By any chance do you know if the dirt under the roadway was contaminated and being removed and replaced?

Sometimes there is more to a job than meets the eye.


----------



## TGGT (Oct 28, 2012)

splatz said:


> I agree, shifting government control from federal to state to local is not appetizing to me because I see more unchecked corruption at the local level.
> 
> Giving power to the states is not conservative at all, it is not small-government at all. It is the most obvious and transparent liberal wolf in conservative sheep's clothing I can imagine. Never buy this BS that state's rights equals smaller government or is inherently conservative. Smaller federal government and larger state government is not smaller government.
> 
> Conservatism is about the total size of government, not how it's organized and divided between federal, state, and local. If anything a shift to state and local government is a shift to larger government because there are more chiefs per indian.

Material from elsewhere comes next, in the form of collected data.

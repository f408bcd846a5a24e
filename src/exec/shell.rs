// src/exec/shell.rs

//! Small helpers for synthesizing POSIX shell snippets.

use std::collections::BTreeMap;

use crate::errors::{FleetdagError, Result};

/// Delimiter of heredoc file writes. A file whose contents contain this line
/// cannot be written with a heredoc and is rejected.
pub const HEREDOC_DELIMITER: &str = "FLEETDAG_EOF";

/// Single-quote `value` for a POSIX shell.
pub fn quote(value: &str) -> String {
    let mut out = String::with_capacity(value.len() + 2);
    out.push('\'');
    for ch in value.chars() {
        if ch == '\'' {
            out.push_str("'\\''");
        } else {
            out.push(ch);
        }
    }
    out.push('\'');
    out
}

/// `export KEY='value'` lines for every entry, in key order.
pub fn export_preamble(env: &BTreeMap<String, String>) -> String {
    let mut out = String::new();
    for (key, value) in env {
        out.push_str("export ");
        out.push_str(key);
        out.push('=');
        out.push_str(&quote(value));
        out.push('\n');
    }
    out
}

/// Snippet that writes `contents` to `path`, creating the parent directory.
pub fn heredoc_write(path: &str, contents: &str) -> Result<String> {
    if contents.lines().any(|line| line == HEREDOC_DELIMITER) {
        return Err(FleetdagError::Template(format!(
            "contents for {path} contain the heredoc delimiter {HEREDOC_DELIMITER}"
        )));
    }

    let quoted = quote(path);
    let mut script = format!(
        "mkdir -p \"$(dirname {quoted})\"\ncat > {quoted} <<'{HEREDOC_DELIMITER}'\n{contents}"
    );
    if !contents.ends_with('\n') {
        script.push('\n');
    }
    script.push_str(HEREDOC_DELIMITER);
    script.push('\n');
    Ok(script)
}

#[cfg(test)]
mod tests {
    use super::*;

    #[test]
    fn quote_escapes_single_quotes() {
        assert_eq!(quote("plain"), "'plain'");
        assert_eq!(quote("it's"), "'it'\\''s'");
        assert_eq!(quote("$HOME"), "'$HOME'");
    }

    #[test]
    fn preamble_is_sorted_by_key() {
        let mut env = BTreeMap::new();
        env.insert("ZED".to_string(), "1".to_string());
        env.insert("ALPHA".to_string(), "a b".to_string());
        assert_eq!(export_preamble(&env), "export ALPHA='a b'\nexport ZED='1'\n");
    }

    #[test]
    fn heredoc_rejects_delimiter_line() {
        let snippet = heredoc_write("/mnt/data/compose.yml", "services: {}\n").unwrap();
        assert!(snippet.starts_with("mkdir -p \"$(dirname '/mnt/data/compose.yml')\"\n"));
        assert!(snippet.ends_with("services: {}\nFLEETDAG_EOF\n"));

        let err = heredoc_write("/tmp/x", "a\nFLEETDAG_EOF\nb").unwrap_err();
        assert!(matches!(err, FleetdagError::Template(_)));
    }
}
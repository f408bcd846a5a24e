#![allow(dead_code)]

use std::fs;
use std::path::{Path, PathBuf};

use fleetdag::config::env::{
    DASHBOARD_NAME, INDEXER_IMAGE, POSTGRES_DB, POSTGRES_PASSWORD, POSTGRES_USER,
    BITCOIND_RPC_PASSWORD, BITCOIND_RPC_USER, RESTORE_IMAGE, SSH_PRIVATE_KEY_PATH,
};
use fleetdag::config::EnvSettings;

/// Builder for fleet config documents, emitted as TOML text.
pub struct FleetTomlBuilder {
    config: Vec<String>,
    instances: Vec<String>,
}

impl FleetTomlBuilder {
    pub fn new() -> Self {
        Self {
            config: Vec::new(),
            instances: Vec::new(),
        }
    }

    /// Add a raw `key = value` line to `[config]`.
    pub fn config(mut self, line: &str) -> Self {
        self.config.push(line.to_string());
        self
    }

    /// Short delays so settle tasks finish instantly in tests.
    pub fn fast_settle(self) -> Self {
        self.config("settle_delay_secs = 0")
            .config("reachability_poll_secs = 1")
            .config("reachability_timeout_secs = 5")
    }

    /// Instance without a `bitcoind` block (environment defaults).
    pub fn instance(mut self, name: &str, host: &str) -> Self {
        self.instances.push(instance_header(name, host));
        self
    }

    /// Instance deploying its own node on `port`.
    pub fn local_instance(mut self, name: &str, host: &str, port: u16) -> Self {
        let mut s = instance_header(name, host);
        s.push_str(&format!(
            "\n[instance.{name}.bitcoind]\ndeploy = true\n\n\
             [instance.{name}.bitcoind.local]\nport = {port}\nuser = \"rpc\"\n\
             password = \"rpcpass\"\nzmq_port = 28332\ndbcache = 4000\n"
        ));
        self.instances.push(s);
        self
    }

    /// Instance using the node at `node_host:port`.
    pub fn external_instance(mut self, name: &str, host: &str, node_host: &str, port: u16) -> Self {
        let mut s = instance_header(name, host);
        s.push_str(&format!(
            "\n[instance.{name}.bitcoind]\ndeploy = false\n\n\
             [instance.{name}.bitcoind.external]\nhost = \"{node_host}\"\nport = {port}\n\
             user = \"rpc\"\npassword = \"rpcpass\"\nzmq_port = 28332\n"
        ));
        self.instances.push(s);
        self
    }

    /// Append arbitrary TOML (e.g. a deliberately broken record).
    pub fn raw(mut self, toml: &str) -> Self {
        self.instances.push(toml.to_string());
        self
    }

    pub fn build(&self) -> String {
        let mut out = String::new();
        if !self.config.is_empty() {
            out.push_str("[config]\n");
            for line in &self.config {
                out.push_str(line);
                out.push('\n');
            }
            out.push('\n');
        }
        out.push_str(&self.instances.join("\n"));
        out
    }

    /// Write `Fleet.toml` into `dir` and return its path.
    pub fn write_to(&self, dir: &Path) -> PathBuf {
        let path = dir.join("Fleet.toml");
        fs::write(&path, self.build()).expect("write Fleet.toml");
        path
    }
}

impl Default for FleetTomlBuilder {
    fn default() -> Self {
        Self::new()
    }
}

fn instance_header(name: &str, host: &str) -> String {
    format!(
        "[instance.{name}]\nhost = \"{host}\"\nuser = \"ubuntu\"\nkey_path = \"/keys/{name}\"\ndata_path = \"/mnt/{name}\"\n"
    )
}

/// `EnvSettings` backed by the given pairs only.
pub fn env_settings(pairs: &[(&str, &str)]) -> EnvSettings {
    let owned: Vec<(String, String)> = pairs
        .iter()
        .map(|(k, v)| (k.to_string(), v.to_string()))
        .collect();
    EnvSettings::from_lookup(move |key| {
        owned
            .iter()
            .find(|(k, _)| k == key)
            .map(|(_, v)| v.clone())
    })
}

/// Every variable a full run needs.
pub fn standard_env() -> EnvSettings {
    env_settings(&[
        (POSTGRES_USER, "indexer"),
        (POSTGRES_PASSWORD, "pgpass"),
        (POSTGRES_DB, "indexer"),
        (BITCOIND_RPC_USER, "rpc"),
        (BITCOIND_RPC_PASSWORD, "rpcpass"),
        (INDEXER_IMAGE, "example/indexer:1.0"),
        (RESTORE_IMAGE, "example/restore:1.0"),
        (SSH_PRIVATE_KEY_PATH, "/keys/default"),
        (DASHBOARD_NAME, "fleet"),
    ])
}
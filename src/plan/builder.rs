// src/plan/builder.rs

//! Turns one validated instance into its dependency-ordered provisioning plan.
//!
//! Happy path (edges read "after"):
//!
//! ```text
//! apt-config -> base-setup -> reboot -> settle -> cleanup -> create-data-dir
//!   create-data-dir -> { write-restore-compose, copy-config } -> restore
//!   restore -> write-service-compose -> start-services
//! base-setup -> create-swap
//! ```
//!
//! Templates are rendered and environment inputs resolved here, so a missing
//! value fails the run before any host is contacted.

use std::collections::BTreeMap;
use std::path::PathBuf;
use std::time::Duration;

use tracing::debug;

use crate::config::env::{DASHBOARD_NAME, INDEXER_IMAGE, RESTORE_IMAGE, SSH_PRIVATE_KEY_PATH};
use crate::config::{ConfigSection, DependencyService, EnvSettings, Instance};
use crate::errors::Result;
use crate::exec::shell::quote;
use crate::exec::Connection;
use crate::fingerprint::FingerprintInput;
use crate::plan::assets::AssetLayout;
use crate::plan::environment::instance_environment;
use crate::plan::task::{task_id, TaskAction, TaskSpec};
use crate::plan::Plan;
use crate::template;

pub const APT_CONFIG: &str = "apt-config";
pub const BASE_SETUP: &str = "base-setup";
pub const REBOOT: &str = "reboot";
pub const SETTLE: &str = "settle";
pub const CLEANUP: &str = "cleanup";
pub const CREATE_DATA_DIR: &str = "create-data-dir";
pub const WRITE_RESTORE_COMPOSE: &str = "write-restore-compose";
pub const COPY_CONFIG: &str = "copy-config";
pub const CREATE_SWAP: &str = "create-swap";
pub const RESTORE: &str = "restore";
pub const WRITE_SERVICE_COMPOSE: &str = "write-service-compose";
pub const START_SERVICES: &str = "start-services";

pub const RESTORE_COMPOSE_FILE: &str = "restore-compose.yml";
pub const SERVICE_COMPOSE_FILE: &str = "compose.yml";

/// A plan plus the connection its tasks run against.
#[derive(Debug, Clone)]
pub struct InstancePlan {
    pub plan: Plan,
    pub connection: Connection,
}

pub struct PlanBuilder<'a> {
    settings: &'a EnvSettings,
    assets: &'a AssetLayout,
    config: &'a ConfigSection,
}

impl<'a> PlanBuilder<'a> {
    pub fn new(settings: &'a EnvSettings, assets: &'a AssetLayout, config: &'a ConfigSection) -> Self {
        Self {
            settings,
            assets,
            config,
        }
    }

    pub fn build(&self, instance: &Instance) -> Result<InstancePlan> {
        let env = instance_environment(instance, self.settings)?;
        let connection = self.connection(instance, env.clone())?;

        let name = instance.name.as_str();
        let id = |step: &str| task_id(name, step);
        let timeout = Duration::from_secs(self.config.task_timeout_secs);
        let data = instance.data_path.as_str();
        let env_params = env_params(&env);

        let restore_compose_path = format!("{data}/{RESTORE_COMPOSE_FILE}");
        let restore_compose = self.render(
            &self.assets.restore_compose_template(),
            &env,
            &[RESTORE_IMAGE],
        )?;

        let service_compose_path = format!("{data}/{SERVICE_COMPOSE_FILE}");
        let service_compose = self.render(
            &self.assets.service_compose_template(),
            &env,
            &[INDEXER_IMAGE, DASHBOARD_NAME],
        )?;

        let script = |path: PathBuf| {
            let inputs = vec![
                FingerprintInput::File(path.clone()),
                FingerprintInput::params(env_params.iter().cloned()),
            ];
            (TaskAction::RemoteScript { path }, inputs)
        };

        let mut tasks = Vec::new();

        let (action, apt_inputs) = script(self.assets.apt_config_script());
        tasks.push(TaskSpec::new(id(APT_CONFIG), action, timeout).tracked(apt_inputs.clone()));

        let (action, base_inputs) = script(self.assets.base_setup_script());
        tasks.push(
            TaskSpec::new(id(BASE_SETUP), action, timeout)
                .after([id(APT_CONFIG)])
                .tracked(base_inputs.clone()),
        );

        // Reboot only when provisioning itself changed.
        let mut provision_inputs = apt_inputs;
        provision_inputs.extend(base_inputs);
        tasks.push(
            TaskSpec::new(id(REBOOT), TaskAction::Reboot, timeout)
                .after([id(BASE_SETUP)])
                .tracked(provision_inputs.clone()),
        );

        let delay = Duration::from_secs(self.config.settle_delay_secs);
        let mut settle_inputs = provision_inputs;
        settle_inputs.push(FingerprintInput::params([SETTLE]));
        tasks.push(
            TaskSpec::new(
                id(SETTLE),
                TaskAction::Settle {
                    delay,
                    poll_interval: Duration::from_secs(self.config.reachability_poll_secs),
                },
                delay + Duration::from_secs(self.config.reachability_timeout_secs),
            )
            .after([id(REBOOT)])
            .tracked(settle_inputs),
        );

        let (action, inputs) = script(self.assets.cleanup_script());
        tasks.push(
            TaskSpec::new(id(CLEANUP), action, timeout)
                .after([id(SETTLE)])
                .tracked(inputs),
        );

        tasks.push(
            TaskSpec::new(
                id(CREATE_DATA_DIR),
                TaskAction::RemoteCommand {
                    command: format!(
                        "sudo mkdir -p {dir} && sudo chown {owner} {dir}",
                        dir = quote(data),
                        owner = quote(&instance.user),
                    ),
                },
                timeout,
            )
            .after([id(CLEANUP)])
            .tracked(vec![FingerprintInput::params([
                CREATE_DATA_DIR,
                data,
                instance.user.as_str(),
            ])]),
        );

        tasks.push(
            TaskSpec::new(
                id(WRITE_RESTORE_COMPOSE),
                TaskAction::WriteFile {
                    path: restore_compose_path.clone(),
                    contents: restore_compose.rendered.clone(),
                },
                timeout,
            )
            .after([id(CREATE_DATA_DIR)])
            .tracked(restore_compose.inputs(&restore_compose_path)),
        );

        let config_dir = self.assets.config_dir();
        let remote_config = format!("{data}/config");
        tasks.push(
            TaskSpec::new(
                id(COPY_CONFIG),
                TaskAction::SyncDir {
                    local: config_dir.clone(),
                    remote: remote_config.clone(),
                },
                timeout,
            )
            .after([id(CREATE_DATA_DIR)])
            .tracked(vec![
                FingerprintInput::Dir(config_dir),
                FingerprintInput::params([remote_config]),
            ]),
        );

        let (action, inputs) = script(self.assets.create_swap_script());
        tasks.push(
            TaskSpec::new(id(CREATE_SWAP), action, timeout)
                .after([id(BASE_SETUP)])
                .tracked(inputs),
        );

        let restore_file = quote(RESTORE_COMPOSE_FILE);
        tasks.push(
            TaskSpec::new(
                id(RESTORE),
                TaskAction::RemoteCommand {
                    command: format!(
                        "cd {dir} && docker compose -f {restore_file} run --rm restore \
                         && docker compose -f {restore_file} down",
                        dir = quote(data),
                    ),
                },
                timeout,
            )
            .after([id(CREATE_DATA_DIR), id(WRITE_RESTORE_COMPOSE), id(COPY_CONFIG)])
            .tracked(vec![FingerprintInput::params([
                RESTORE,
                data,
                restore_compose.rendered.as_str(),
            ])]),
        );

        tasks.push(
            TaskSpec::new(
                id(WRITE_SERVICE_COMPOSE),
                TaskAction::WriteFile {
                    path: service_compose_path.clone(),
                    contents: service_compose.rendered.clone(),
                },
                timeout,
            )
            .after([id(RESTORE)])
            .tracked(service_compose.inputs(&service_compose_path)),
        );

        // Runs on every invocation so a compose edit always reaches the stack.
        // No `bitcoind` block means the instance runs its own node.
        let deploys_node = instance
            .bitcoind
            .as_ref()
            .is_none_or(DependencyService::is_local);
        let profile = if deploys_node {
            " --profile bitcoind"
        } else {
            ""
        };
        let compose = format!("docker compose -f {}{profile}", quote(SERVICE_COMPOSE_FILE));
        tasks.push(
            TaskSpec::new(
                id(START_SERVICES),
                TaskAction::RemoteCommand {
                    command: format!(
                        "cd {dir} && {compose} pull && {compose} up -d --remove-orphans",
                        dir = quote(data),
                    ),
                },
                timeout,
            )
            .after([id(WRITE_SERVICE_COMPOSE)]),
        );

        let plan = Plan::new(name, instance.host.as_str(), tasks)?;
        debug!(instance = %name, tasks = plan.tasks.len(), "built provisioning plan");

        Ok(InstancePlan { plan, connection })
    }

    fn connection(&self, instance: &Instance, env: BTreeMap<String, String>) -> Result<Connection> {
        let key_path = match &instance.key_path {
            Some(path) => path.clone(),
            None => PathBuf::from(self.settings.require(SSH_PRIVATE_KEY_PATH)?),
        };
        Ok(Connection {
            instance: instance.name.clone(),
            host: instance.host.clone(),
            user: instance.user.clone(),
            key_path,
            env,
        })
    }

    /// Render a template against the instance environment plus the named
    /// run-level variables. Only placeholders the template uses are supplied.
    fn render(
        &self,
        path: &std::path::Path,
        env: &BTreeMap<String, String>,
        required: &[&str],
    ) -> Result<RenderedTemplate> {
        let source = self.assets.read_template(path)?;

        let mut available: BTreeMap<&str, String> = env
            .iter()
            .map(|(k, v)| (k.as_str(), v.clone()))
            .collect();
        for key in required {
            available.insert(*key, self.settings.require(key)?.to_string());
        }

        let values: Vec<(&str, String)> = template::placeholders(&source)
            .iter()
            .filter_map(|name| {
                available
                    .get_key_value(name.as_str())
                    .map(|(k, v)| (*k, v.clone()))
            })
            .collect();

        let rendered = template::render(&source, &values)?;
        Ok(RenderedTemplate {
            template: path.to_path_buf(),
            values: values
                .into_iter()
                .map(|(k, v)| format!("{k}={v}"))
                .collect(),
            rendered,
        })
    }
}

struct RenderedTemplate {
    template: PathBuf,
    /// `KEY=value` for every substituted placeholder.
    values: Vec<String>,
    rendered: String,
}

impl RenderedTemplate {
    fn inputs(&self, remote_path: &str) -> Vec<FingerprintInput> {
        let mut params = vec![remote_path.to_string()];
        params.extend(self.values.iter().cloned());
        vec![
            FingerprintInput::File(self.template.clone()),
            FingerprintInput::Params(params),
        ]
    }
}

fn env_params(env: &BTreeMap<String, String>) -> Vec<String> {
    env.iter().map(|(k, v)| format!("{k}={v}")).collect()
}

I guess I'm getting confused with your terminology. Nobody would call Texas a liberal state, yet elected officials express disdain towards the Fed and we license hair dressers and put children in jail for excessive tardiness. Are you defining any pervasive government as liberal?

By your example earlier Saudi Arabia is liberal, but I see them as a conservative Muslim theocracy. By contrast I would've said Turkey in comparison (a few years ago anyway) was a liberal Muslim democracy.

Sent from my SM-G930T using Tapatalk


----------



## splatz (May 23, 2015)

TGGT said:


> I guess I'm getting confused with your terminology. Nobody would call Texas a liberal state, yet elected officials express disdain towards the Fed and we license hair dressers and put children in jail for excessive tardiness. Are you defining any pervasive government as liberal?
> 
> By your example earlier Saudi Arabia is liberal, but I see them as a conservative Muslim theocracy. By contrast I would've said Turkey in comparison (a few years ago anyway) was a liberal Muslim democracy.


That's my point, the terms have been pretty much corrupted and rendered meaningless. The original civics text definitions of the terms are strictly about how far reaching government is, Thoreau's "the government that governs best is that which governs least" is conservative; the Saudi Arabian theocracy that forbids womens rights, gay rights, beer, and holding hands in public is extremely liberal. 

But now conservative is just used like it means whatever republicans favor, which is just what their target demographic favors, and liberal is used like it means whatever democrats favor, which is again what their target demographic favors. At this point the parties are based more on advertising ideas than political principles. 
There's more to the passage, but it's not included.